Dangerous generics

We are all told–doctors and patients alike–that generic drugs are just like their brand-name counterparts. They work just as well and they’re just as safe. Indeed, more than 80 percent of drugs now dispensed in the U.S. are generics. This saves nearly $200 billion per year in prescription costs.

Despite ever-increasing premiums, your health insurance company makes you take the less expensive generic versions. But more and more medical professionals claim the generics just aren’t the same.

Earlier this month, Fortune magazine ran a large piece questioning the safe use of generics in medicine.

In fact, in October of last year, the FDA pulled a generic antidepressant drug called Budeprion XL from the market. This drug was also used to help people stop smoking, among many other purported uses, according to the marketing done for the original branded drug.

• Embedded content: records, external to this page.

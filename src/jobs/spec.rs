//! Job specification bundling a name, a schedule pattern, and the operation.

use std::borrow::Cow;

use crate::jobs::job::JobRef;
use crate::jobs::pattern::SchedulePattern;

/// Named schedule descriptor.
///
/// `name` is unique within the runtime table: re-registering the same name
/// before activation replaces the prior descriptor; after activation the
/// active job must be cancelled first.
#[derive(Clone)]
pub struct JobSpec {
    name: Cow<'static, str>,
    pattern: SchedulePattern,
    job: JobRef,
}

impl JobSpec {
    /// Creates a new job specification.
    pub fn new(name: impl Into<Cow<'static, str>>, pattern: SchedulePattern, job: JobRef) -> Self {
        Self {
            name: name.into(),
            pattern,
            job,
        }
    }

    /// The unique job name.
    pub fn name(&self) -> &str {
        &self.name
    }

    /// The schedule pattern.
    pub fn pattern(&self) -> &SchedulePattern {
        &self.pattern
    }

    /// The operation fired at each trigger.
    pub fn job(&self) -> &JobRef {
        &self.job
    }
}

impl std::fmt::Debug for JobSpec {
    fn fmt(&self, f: &mut std::fmt::Formatter<'_>) -> std::fmt::Result {
        f.debug_struct("JobSpec")
            .field("name", &self.name)
            .field("pattern", &self.pattern)
            .finish_non_exhaustive()
    }
}
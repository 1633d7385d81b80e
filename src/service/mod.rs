//! # External service collaborator.
//!
//! This module provides the server-facing types:
//! - [`Service`] - trait the orchestrator drives during startup
//! - [`NullService`] - accepts every call and does nothing
//! - [`Fallback`] / [`FallbackFn`] - terminal fallback modes for unmatched
//!   requests

mod fallback;
mod service;

pub use fallback::{Fallback, FallbackFn};
pub use service::{NullService, Service};
//! # Cross-platform OS signal handling.
//!
//! Provides [`wait_for_termination_signal`], an async helper that completes
//! when the process receives a termination signal and reports which one.
//!
//! ## Signals
//! **Unix platforms:**
//! - `SIGINT` (Ctrl-C in terminal)
//! - `SIGUSR1` / `SIGUSR2` (operator-driven graceful termination)
//!
//! **Windows platforms:**
//! - `Ctrl-C` via [`tokio::signal::ctrl_c`]

use crate::core::shutdown::TerminationCause;

/// Waits for a termination signal and reports its cause.
///
/// Each call creates independent signal listeners.
///
/// Returns the mapped [`TerminationCause`], or `Err` if signal registration
/// fails.
#[cfg(unix)]
pub async fn wait_for_termination_signal() -> std::io::Result<TerminationCause> {
    use tokio::signal::unix::{signal, SignalKind};

    let mut sigint = signal(SignalKind::interrupt())?;
    let mut sigusr1 = signal(SignalKind::user_defined1())?;
    let mut sigusr2 = signal(SignalKind::user_defined2())?;

    let cause = tokio::select! {
        _ = tokio::signal::ctrl_c() => TerminationCause::Interrupt,
        _ = sigint.recv()  => TerminationCause::Interrupt,
        _ = sigusr1.recv() => TerminationCause::User1,
        _ = sigusr2.recv() => TerminationCause::User2,
    };
    Ok(cause)
}

/// Waits for a termination signal and reports its cause.
///
/// Each call creates independent signal listeners.
///
/// Returns the mapped [`TerminationCause`], or `Err` if signal registration
/// fails.
#[cfg(not(unix))]
pub async fn wait_for_termination_signal() -> std::io::Result<TerminationCause> {
    tokio::signal::ctrl_c().await?;
    Ok(TerminationCause::Interrupt)
}
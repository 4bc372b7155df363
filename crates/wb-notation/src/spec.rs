//! Typed parameters extracted from recognized tokens.

use serde::{Deserialize, Serialize};

/// A parsed dice expression, tagged by the grammar that recognized it.
///
/// Immutable once parsed. Parameters are carried exactly as written in the
/// token; bounds such as the dice cap are enforced by the evaluators, not
/// here, so an out-of-range token still consumes its grammar slot.
#[derive(Debug, Clone, PartialEq, Eq, Serialize, Deserialize)]
pub enum RollSpec {
    /// Standard roll such as `2d6+3`: one sum of several dice.
    Standard {
        /// Number of dice rolled (1 when the count is omitted, as in `d20`).
        dice: u32,
        /// Sides per die.
        sides: u32,
        /// Static modifier added to the sum.
        modifier: i32,
    },

    /// Repeated roll such as `3#2d6+3`: one sum per repetition.
    Multiple {
        /// Number of independent repetitions.
        repeats: u32,
        /// Number of dice rolled each time.
        dice: u32,
        /// Sides per die.
        sides: u32,
        /// Static modifier added to each sum.
        modifier: i32,
    },

    /// Shadowrun pool such as `5#sd`.
    Shadowrun {
        /// Dice in the pool.
        pool: u32,
    },

    /// Shadowrun exploding pool such as `5#sdx`.
    ShadowrunExploding {
        /// Dice in the pool.
        pool: u32,
    },

    /// Shadowrun extended test such as `5,12#sde`.
    ShadowrunExtended {
        /// Dice rolled per pass.
        pool: u32,
        /// Accumulated hits required.
        threshold: u32,
    },

    /// 7th Sea 2nd-edition raise roll such as `8s3x` or `7s2l3j`.
    Raise {
        /// Number of ten-sided dice rolled.
        dice: u32,
        /// Skill rank, 0 to 5.
        skill: u32,
        /// Whether tens explode (`x`; rank 5 explodes regardless).
        explode: bool,
        /// Lash floor: faces below this score zero (`l` marker, 0 = off).
        lash: u32,
        /// Joie de vivre (`j`): faces at or below the rank score ten.
        joie_de_vivre: bool,
    },

    /// Classic 7th Sea keep-roll such as `4k2+1` or `2#+10kk5`.
    Keep {
        /// Independent repetitions of the whole roll.
        repeats: u32,
        /// Ten-sided dice rolled.
        rolls: u32,
        /// Dice kept after sorting.
        keep: u32,
        /// Static modifier added to the kept sum.
        modifier: i32,
        /// Whether tens explode (suppressed by a leading `-`).
        explode: bool,
        /// Whether unkept dice were requested (leading `+` or `kk`);
        /// only honoured when fewer dice are kept than rolled.
        show_unkept: bool,
    },

    /// New World of Darkness pool such as `6w`, `6w9`, or `6w-`.
    WorldOfDarkness {
        /// Dice in the pool.
        pool: u32,
        /// Requested explosion threshold; `None` disables explosion (`-`),
        /// absent markers default to ten-again.
        again: Option<u32>,
    },

    /// Percentile versus roll such as `vs(20+30-10)` or `3vs(45)`.
    Versus {
        /// Number of independent percentile rolls.
        repeats: u32,
        /// Threshold expression, validated and evaluated at evaluation time.
        expr: String,
    },
}
//! Rendering helpers shared by the evaluators.

use std::fmt::Display;

/// Format a modifier with an explicit sign; zero formats as nothing, so
/// `2d6` stays `[2d6]` rather than `[2d6+0]`.
pub fn format_mod(modifier: i32) -> String {
    if modifier == 0 {
        String::new()
    } else {
        format!("{modifier:+}")
    }
}

/// Join display values with `", "`.
pub fn join_comma<T: Display>(items: &[T]) -> String {
    items
        .iter()
        .map(ToString::to_string)
        .collect::<Vec<_>>()
        .join(", ")
}

/// A counted noun: `1 hit`, `3 hits`.
pub fn count_noun(count: u32, singular: &str, plural: &str) -> String {
    if count == 1 {
        format!("1 {singular}")
    } else {
        format!("{count} {plural}")
    }
}

#[cfg(test)]
mod tests {
    use super::*;

    #[test]
    fn modifier_signs() {
        assert_eq!(format_mod(3), "+3");
        assert_eq!(format_mod(-2), "-2");
        assert_eq!(format_mod(0), "");
    }

    #[test]
    fn comma_join() {
        assert_eq!(join_comma(&[12, 7, 9]), "12, 7, 9");
        assert_eq!(join_comma::<i64>(&[]), "");
    }

    #[test]
    fn counted_nouns() {
        assert_eq!(count_noun(1, "hit", "hits"), "1 hit");
        assert_eq!(count_noun(2, "hit", "hits"), "2 hits");
        assert_eq!(count_noun(0, "raise", "raises"), "0 raises");
    }
}
//! Chat-style dice roller CLI for Würfelbecher.

mod commands;

use std::process;

use clap::{Parser, Subcommand};

#[derive(Parser)]
#[command(
    name = "wb",
    about = "Würfelbecher — dice-notation recognition and evaluation",
    version,
    propagate_version = true
)]
struct Cli {
    #[command(subcommand)]
    command: Commands,
}

#[derive(Subcommand)]
enum Commands {
    /// Evaluate dice expressions in the given text and print the reply
    Roll {
        /// Text to scan (several arguments are joined with spaces)
        text: Vec<String>,

        /// RNG seed for deterministic replies
        #[arg(short, long)]
        seed: Option<u64>,

        /// Print structured outcomes as JSON instead of the reply line
        #[arg(long)]
        json: bool,
    },

    /// Read messages line by line from stdin and reply to each
    Listen {
        /// RNG seed for deterministic replies
        #[arg(short, long)]
        seed: Option<u64>,

        /// Treat input as coming from this channel (default: direct messages)
        #[arg(short, long)]
        channel: Option<String>,

        /// Disable automatic evaluation (messages are read but never answered)
        #[arg(long)]
        no_auto: bool,
    },

    /// List the supported dice-notation grammars
    Notation,
}

fn main() {
    tracing_subscriber::fmt()
        .with_env_filter(tracing_subscriber::EnvFilter::from_default_env())
        .with_writer(std::io::stderr)
        .init();

    let cli = Cli::parse();

    let result = match cli.command {
        Commands::Roll { text, seed, json } => commands::roll::run(&text.join(" "), seed, json),
        Commands::Listen {
            seed,
            channel,
            no_auto,
        } => commands::listen::run(seed, channel.as_deref(), no_auto),
        Commands::Notation => commands::notation::run(),
    };

    if let Err(e) = result {
        eprintln!("error: {e}");
        process::exit(1);
    }
}
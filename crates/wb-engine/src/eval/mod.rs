//! Evaluators, one per grammar family.
//!
//! Each evaluator validates its own range bounds and returns no result
//! for a token that asks too much — the dispatcher moves on silently.
//! Only the defensive caps (explosion generations, extended-test passes)
//! surface as errors.

pub mod keep;
pub mod raise;
pub mod shadowrun;
pub mod standard;
pub mod versus;
pub mod wod;

use serde::{Deserialize, Serialize};
use wb_notation::RollSpec;

use crate::error::EngineResult;
use crate::source::RandomSource;

/// A structured evaluation outcome.
///
/// The reply string is the `Display` form; rendering is a pure function
/// of the data, so a stored outcome always re-renders identically.
#[derive(Debug, Clone, Serialize, Deserialize)]
pub enum Evaluation {
    /// Standard or repeated d-notation roll.
    Standard(standard::StandardOutcome),
    /// Shadowrun basic or exploding pool.
    Shadowrun(shadowrun::PoolOutcome),
    /// Shadowrun extended test.
    ShadowrunExtended(shadowrun::ExtendedOutcome),
    /// Classic keep-roll.
    Keep(keep::KeepOutcome),
    /// 2nd-edition raise roll.
    Raise(raise::RaiseOutcome),
    /// World of Darkness pool.
    WorldOfDarkness(wod::WodOutcome),
    /// Percentile versus roll.
    Versus(versus::VersusOutcome),
}

impl std::fmt::Display for Evaluation {
    fn fmt(&self, f: &mut std::fmt::Formatter<'_>) -> std::fmt::Result {
        match self {
            Self::Standard(outcome) => outcome.fmt(f),
            Self::Shadowrun(outcome) => outcome.fmt(f),
            Self::ShadowrunExtended(outcome) => outcome.fmt(f),
            Self::Keep(outcome) => outcome.fmt(f),
            Self::Raise(outcome) => outcome.fmt(f),
            Self::WorldOfDarkness(outcome) => outcome.fmt(f),
            Self::Versus(outcome) => outcome.fmt(f),
        }
    }
}

/// Evaluate one parsed spec against the random source.
///
/// `Ok(None)` when the parameters violate the configured bounds.
pub fn evaluate_spec(
    spec: &RollSpec,
    source: &mut dyn RandomSource,
) -> EngineResult<Option<Evaluation>> {
    match spec {
        RollSpec::Standard {
            dice,
            sides,
            modifier,
        } => Ok(standard::single(*dice, *sides, *modifier, source).map(Evaluation::Standard)),
        RollSpec::Multiple {
            repeats,
            dice,
            sides,
            modifier,
        } => Ok(
            standard::repeated(*repeats, *dice, *sides, *modifier, source)
                .map(Evaluation::Standard),
        ),
        RollSpec::Shadowrun { pool } => {
            Ok(shadowrun::basic(*pool, source).map(Evaluation::Shadowrun))
        }
        RollSpec::ShadowrunExploding { pool } => {
            Ok(shadowrun::exploding(*pool, source)?.map(Evaluation::Shadowrun))
        }
        RollSpec::ShadowrunExtended { pool, threshold } => Ok(shadowrun::extended(
            *pool, *threshold, source,
        )?
        .map(Evaluation::ShadowrunExtended)),
        RollSpec::Keep {
            repeats,
            rolls,
            keep,
            modifier,
            explode,
            show_unkept,
        } => Ok(keep::evaluate(
            *repeats,
            *rolls,
            *keep,
            *modifier,
            *explode,
            *show_unkept,
            source,
        )?
        .map(Evaluation::Keep)),
        RollSpec::Raise {
            dice,
            skill,
            explode,
            lash,
            joie_de_vivre,
        } => Ok(
            raise::evaluate(*dice, *skill, *explode, *lash, *joie_de_vivre, source)?
                .map(Evaluation::Raise),
        ),
        RollSpec::WorldOfDarkness { pool, again } => {
            Ok(wod::evaluate(*pool, *again, source)?.map(Evaluation::WorldOfDarkness))
        }
        RollSpec::Versus { repeats, expr } => {
            Ok(versus::evaluate(*repeats, expr, source).map(Evaluation::Versus))
        }
    }
}
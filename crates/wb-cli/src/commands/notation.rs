use comfy_table::{ContentArrangement, Table};

const GRAMMARS: &[(&str, &str, &str)] = &[
    ("Standard", "3d6+2", "Sum of dice plus modifier"),
    ("Multiple", "3#2d6", "The same roll repeated, one sum each"),
    ("Shadowrun", "5#sd", "d6 pool, hits on 5+"),
    ("Shadowrun exploding", "5#sdx", "Sixes roll again"),
    (
        "Shadowrun extended",
        "5,12#sde",
        "Passes until the hit threshold is reached",
    ),
    (
        "Raise roll (7th Sea 2ed)",
        "8s3x",
        "Skill 0-5; x explodes, lN lashes low dice, j is joie de vivre",
    ),
    (
        "Keep roll (7th Sea)",
        "4k2+1",
        "Roll d10s, keep the highest; kk or + shows the rest, - stops explosion",
    ),
    (
        "World of Darkness",
        "6w9",
        "d10 pool, successes on 8+; 8/9-again, - stops explosion",
    ),
    ("Versus", "2vs(20+30-10)", "d100 margins against a threshold"),
];

pub fn run() -> Result<(), String> {
    let mut table = Table::new();
    table
        .set_content_arrangement(ContentArrangement::Dynamic)
        .set_header(vec!["Grammar", "Example", "Meaning"]);
    for (grammar, example, meaning) in GRAMMARS {
        table.add_row(vec![*grammar, *example, *meaning]);
    }
    println!("{table}");
    Ok(())
}
//! Error types for the evaluation engine.
//!
//! Range violations are not errors: evaluators report them by returning no
//! result, and the dispatcher simply moves on to the next token. An
//! `EngineError` always signals a defect — a loop that should have
//! terminated long ago kept going.

use crate::limits;

/// Defect-class failures during evaluation.
#[derive(Debug, thiserror::Error)]
pub enum EngineError {
    /// An exploding roll produced maximum faces past the defensive cap.
    #[error(
        "exploding roll exceeded {} generations (broken random source?)",
        limits::MAX_EXPLOSION_GENERATIONS
    )]
    ExplosionOverflow,

    /// An extended test did not reach its threshold within the pass cap.
    #[error(
        "extended test exceeded {} passes without reaching its threshold",
        limits::MAX_EXTENDED_PASSES
    )]
    PassOverflow,
}

/// Convenience result type for engine operations.
pub type EngineResult<T> = Result<T, EngineError>;
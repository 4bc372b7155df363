//! Threshold arithmetic for versus rolls.
//!
//! Versus tokens carry a parenthesized expression such as `20+30-10`.
//! Only signed-integer chains joined by `+` and `-` are accepted; anything
//! else is rejected before evaluation, never interpreted.

use std::sync::LazyLock;

use regex::Regex;

static CHAIN: LazyLock<Regex> =
    LazyLock::new(|| Regex::new(r"^[+-]?\d{1,4}([+-]\d{1,4})*$").expect("grammar pattern compiles"));

static TERM: LazyLock<Regex> =
    LazyLock::new(|| Regex::new(r"[+-]?\d+").expect("grammar pattern compiles"));

/// Validate and evaluate a signed-integer chain.
///
/// Returns `None` when the expression does not match the strict grammar
/// (terms are limited to four digits each).
pub fn evaluate(expr: &str) -> Option<i64> {
    if !CHAIN.is_match(expr) {
        return None;
    }
    Some(
        TERM.find_iter(expr)
            .filter_map(|term| term.as_str().parse::<i64>().ok())
            .sum(),
    )
}

#[cfg(test)]
mod tests {
    use super::*;

    #[test]
    fn single_term() {
        assert_eq!(evaluate("45"), Some(45));
    }

    #[test]
    fn chained_terms() {
        assert_eq!(evaluate("20+30-10"), Some(40));
    }

    #[test]
    fn leading_sign() {
        assert_eq!(evaluate("-10+30"), Some(20));
        assert_eq!(evaluate("+15"), Some(15));
    }

    #[test]
    fn rejects_other_operators() {
        assert_eq!(evaluate("2*3"), None);
        assert_eq!(evaluate("20/4"), None);
        assert_eq!(evaluate("(20)"), None);
    }

    #[test]
    fn rejects_dangling_signs() {
        assert_eq!(evaluate("20+"), None);
        assert_eq!(evaluate("20+-30"), None);
        assert_eq!(evaluate("+"), None);
    }

    #[test]
    fn rejects_terms_over_four_digits() {
        assert_eq!(evaluate("12345"), None);
        assert_eq!(evaluate("20+99999"), None);
    }

    #[test]
    fn rejects_empty() {
        assert_eq!(evaluate(""), None);
    }
}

The agency admitted that the generic form made by Teva Pharmaceuticals was not identical or “bioequivalent” to the name-brand drug Wellbutrin. In fact, men and women who took the 300 mg tablet of Budeprion XL experienced strange symptoms. In some cases, it didn’t work at all.

Now, the FDA wants other companies that make a generic form of Wellbutrin to test their drugs as well. This unusual move by the FDA rocked the industry and has everyone questioning the use of generic drugs.

How can a generic be different from its brand-name predecessor? Aren’t they carbon copies?

No, they’re not in fact. And you can thank the FDA for that.

You see, the FDA declares a drug effective if it shows just 20 percent more efficacy that a placebo pill.

But a generic drug has even more wiggle room.

The FDA says the concentration of the “active ingredient” in a generic drug can go  20 percent lower or 25 percent higher than the original drug.

That’s a range of nearly 50 percent!

In the case of  Budeprion XL, the active ingredient in the generic form dissolved much too quickly in the blood. Tests showed that the generic drug reached only 75 percent concentration in the blood. In some cases, it only reached 40 percent concentration. As a result, patients felt sick to their stomach, woozy, or even suicidal.

So let’s back up a moment…

The FDA does not regulate how quickly the drug reaches active levels in the blood. So, a generic can attain blood levels too quickly, too slowly, or maybe even not at all, depending upon the dosages.

Plus, as the American Heart Association recognizes, there is the all-important issue of the biological matrix. This means that your digestion and metabolism affect how quickly the drug reaches your blood stream.

There are also big differences between  tablets and capsules.

Try putting a typical tablet in a glass of water. Your body and gastric fluids are mostly water. See whether the tablet dissolves quickly. Or does it just sit there? Then, try heating the water. Shake and stir the water. In most cases, the tablet will just sit there.

Now pour the contents of a gel capsule into water and see what happens. A gel capsule dissolves in the normal heat of the body and the ingredients rapidly release.

That’s why you feel better faster when you take a gel capsule pain reliever instead of a hard tablet. The active ingredient reaches your blood faster when released from a capsule.

And it can make all the difference.

That’s why I recommend taking dietary supplements in capsule form whenever possible.

Is the FDA warning doctors and patients about all of this?

No–of course not.

Much of the credit for FDA’s generic withdrawal of Budeprion XL goes to the hosts of a National Public Radio program called “The People’s Pharmacy.”

In 2008, Joe and Terry Graedon received a deluge of calls from radio listeners. The listeners said that taking the 300 mg dose of Budeprion XL didn’t alleviate their depression. Others said it made them sick. As I have often warned about antidepressants, this generic antidepressant even made patients feel suicidal!

Fortunately, Joe Graedon is a pharmacologist and an advocate. So, in 2008, he got an independent laboratory to check up on the generic drug. Turns out, Budeprion XL isn’t just like Wellbutrin. It’s not as safe. And it’s not as effective.

For five years, FDA dismissed Graedon’s complaints. In October 2012, the FDA finally acted.

Now, medical societies like the American Academy of Neurology, the Endocrine Society, and American Heart Association want a switch to generics only with a doctor’s approval.

Will the FDA listen?

Not if Big Pharma has anything to do with it.

The generic drug industry already agreed to pay $300 billion per year to the FDA to speed up the approval process for generics. Yes, $300 billion per year! Sounds like protection money to me.

Meanwhile, experts express real concerns about other generic drugs, such as thyroid medications, cholesterol medications, and others.

In October 2010, Dr. Janet Woodcock, the Director of the FDA Center for Drug Evaluation and Research said in a speech, “I’ve heard it enough times from enough people to believe that there are a few products that aren’t meeting quality standards.”

Oh, I get it.

The old Wilson Pickett song: “I heard it through the grapevine…How much longer will it be…?”

So–Dr. Woodcock heard through the grapevine that some generics aren’t meeting quality standards? Is this really the scientific method used at the FDA? Maybe the doctors and patients should start “picketing” the government to do their jobs.